34 Mass. 166 | Mass. | 1835
delivered the opinion of the Court. The trustees plead in abatement, that at the time of the service of the writ, one of the trustees was a deputy sheriff under the sheriff of this county, and that the writ was served by another deputy of the same sheriff; whereas it ought to have been served, as they contend, by a coroner. On demurrer, the plaintiff objects in the first place to the sufficiency of the plea, because it does not appear that the trustees had in their hands, at the time of the service of the writ, any goods, effects, or credits of the principal, on which the attachment can take effect. This objection would have been good, if the trustees had pleaded in the name of the principal, as was decided in the case of Blake v. Jones, 7 Mass. R. 28. But undoubtedly the trustees, being parties, may plead in abatement in their own name, and take any exception to the validity of the service in respect to them. If there has been no legal service on them, they are not bound to answer, and are entitled to be discharged.
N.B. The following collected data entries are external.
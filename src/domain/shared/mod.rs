pub mod errors;
pub mod ids;
pub mod value_objects;

pub use errors::{RepositoryError, extract_error_message};
pub use value_objects::{Currency, Location, Money, ValueObjectError};
use rust_decimal::Decimal;
use thiserror::Error;

use super::value_objects::CompanyId;
use crate::domain::shared::{RepositoryError, ValueObjectError};

#[derive(Debug, Error)]
pub enum CompanyError {
  #[error("Company not found: {0}")]
  NotFound(CompanyId),

  #[error("Company {company_id} is referenced by {job_count} job(s) and cannot be deleted")]
  ReferentialIntegrity { company_id: CompanyId, job_count: i64 },

  #[error("Credit limit cannot be negative: {0}")]
  InvalidCreditLimit(Decimal),

  #[error("Metadata must be a JSON object")]
  InvalidMetadata,

  #[error("Validation error: {0}")]
  Validation(#[from] ValueObjectError),

  #[error("Repository error: {0}")]
  Repository(#[from] RepositoryError),
}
The next ground upon which the plaintiff relies, depends upon the construction given by his counsel to the St. 1817, c. 13, which we cannot admit. That statute authorizes sheriffs, deputy sheriffs, &c., to serve and return all writs and processes, in which towns or districts, of which they are inhabitants, are parties or interested. But this statute does not extend to school districts, for the reasons given in the case of Little v. Merrill, 10 Pick. 543. This case therefore comes within the St. 1783, c. 43, § 1, which directs, that all writs and precepts, when the sheriff or either of his deputies shall be a party to the same, shall be served by the coroner. The service on the trustees is contrary to this express direction of the statute, and cannot be held valid.
But this defective service on the trustees does not abate
Writ abated as to trustees.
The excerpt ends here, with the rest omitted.